The journey from multichannel to omnichannel requires closer data co-ordination, an agile approach, new metrics and nimbler content management



The goal is clear for pharma: true omnichannel engagement.  

A complete view of digital and in-person touchpoints for each customer, paired with analytics to deliver real-time insights to marketing and field teams, promises to be transformational.

More informed prescribing decisions, better patient outcomes and longer-term HCP relationships will result. And the commercial results should follow.

The industry has already taken great strides towards this future. Post-pandemic, pharma is addressing its previously fragmented approach to managing HCP relationships. It is expanding and maturing its digital engagement footprint while ‘right-sizing’ and reorganising its field teams.

As a result, reps today are able to get in touch with more customers and prospects, while the growing use of digital engagement has also enabled pharma to collect more data, such as being able to tell when physicians engage with what types of content. 

Pharma companies are no longer assuming they know what physicians want and are instead actually finding out what they need and providing it.

But few, perhaps none, can say they have yet mastered omnichannel. A 360-degree view of the customer remains a work in progress. The seamless customer experience that physicians have come to expect in their private lives as customers in retail, finance, or hospitality, remains an aspiration.

Stuck in multi-channel
In fact, most are a long way from enjoying the benefits of truly aligned engagement.

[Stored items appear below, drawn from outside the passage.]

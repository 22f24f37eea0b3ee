pub extern crate serde;
pub extern crate serde_json;
pub extern crate uuid;

mod message;
mod session_state;

pub use message::*;
pub use session_state::*;
use std::path::PathBuf;
use std::time::Duration;

use clap::Parser;

#[derive(Debug, Clone, Parser)]
#[command(name = "whiteboard-server")]
#[command(version)]
#[command(about = "Shared whiteboard over websockets", long_about = None)]
pub struct Config {
    /// Address to bind to
    #[arg(long, env = "HOST", default_value = "0.0.0.0")]
    pub host: String,

    /// Port to listen on
    #[arg(short, long, env = "PORT", default_value_t = 3000)]
    pub port: u16,

    /// Directory holding the browser client
    #[arg(long, env = "STATIC_DIR", default_value = "client")]
    pub static_dir: PathBuf,

    /// Outbound queue capacity per connection
    #[arg(long, env = "CONNECTION_BUFFER", default_value_t = 32)]
    pub connection_buffer: usize,

    /// Seconds between pings sent to each client
    #[arg(long, env = "HEARTBEAT_INTERVAL", default_value_t = 5)]
    pub heartbeat_interval: u64,

    /// Seconds of silence after which a client is dropped
    #[arg(long, env = "CLIENT_TIMEOUT", default_value_t = 10)]
    pub client_timeout: u64,
}

impl Config {
    pub fn heartbeat(&self) -> Heartbeat {
        Heartbeat {
            interval: Duration::from_secs(self.heartbeat_interval),
            timeout: Duration::from_secs(self.client_timeout),
        }
    }
}

#[derive(Debug, Clone, Copy)]
pub struct Heartbeat {
    pub interval: Duration,
    pub timeout: Duration,
}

Different business units still manage different interactions. Both data and operations remain siloed. Teams typically do not know the last time a physician engaged with someone else at the company, who it was, or what content they received. This contributes to a disjointed engagement experience in which physicians have the same conversation or receive the same information several times.

Most pharmaceutical data management strategies also remain stuck in the multi-channel era in which each person on the team deals with a single vendor and manages data collection in a silo. Data also still comes in different formats and at different frequencies, creating lag and adding complexity. 

Much still needs to be done to drive the organizational transformations required to attain true omnichannel status. 

This includes:

Enabling a single view of engagements
The unified approach to engagement is what separates omnichannel engagement from multichannel engagement, which does not integrate individual channels. 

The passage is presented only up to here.